Available data below:

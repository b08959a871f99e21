// 🌱 Fixtures - Demo seed data
//
// The embedded seed mirrors what the intake agent would have produced:
// three proposals of each kind (Türk Traktör, Caterpillar Turkey, JCB Latin
// America) alongside the canonical book of business.

use crate::store::{RecordStore, SeedData};
use anyhow::{Context, Result};
use std::fs;
use std::path::Path;
use tracing::{info, warn};

const DEMO_SEED: &str = include_str!("../fixtures/seed.json");
const DEMO_EMAILS: &str = include_str!("../fixtures/emails.json");

/// Parse seed data from JSON text
pub fn parse_seed(json: &str) -> Result<SeedData> {
    serde_json::from_str(json).context("Failed to parse seed data")
}

/// The embedded demo seed, with the inbox the proposals were extracted from
pub fn demo_seed() -> Result<SeedData> {
    let mut seed = parse_seed(DEMO_SEED)?;
    let inbox = parse_seed(DEMO_EMAILS).context("Failed to parse demo inbox")?;
    seed.emails = inbox.emails;
    Ok(seed)
}

/// Build a store from seed data and report integrity problems
pub fn store_from_seed(seed: SeedData) -> Result<RecordStore> {
    let store = RecordStore::from_seed(seed).context("Seed data contains duplicate ids")?;

    for violation in store.integrity_violations() {
        warn!(%violation, "seed integrity");
    }

    Ok(store)
}

/// Store loaded with the embedded demo seed
pub fn demo_store() -> Result<RecordStore> {
    store_from_seed(demo_seed()?)
}

/// Store loaded from a seed file on disk
pub fn load_seed(path: &Path) -> Result<RecordStore> {
    let json = fs::read_to_string(path)
        .with_context(|| format!("Failed to read seed file: {}", path.display()))?;
    let seed = parse_seed(&json).with_context(|| format!("In seed file: {}", path.display()))?;

    info!(
        path = %path.display(),
        accounts = seed.accounts.len(),
        contacts = seed.contacts.len(),
        opportunities = seed.opportunities.len(),
        emails = seed.emails.len(),
        "seed loaded"
    );
    store_from_seed(seed)
}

End of Available data.

• _Directions_
Go through the listing, and whenever a line contains the string "loaded", copy that line.

• _Expected output_
/// Store loaded with the embedded demo seed
/// Store loaded from a seed file on disk
        "seed loaded"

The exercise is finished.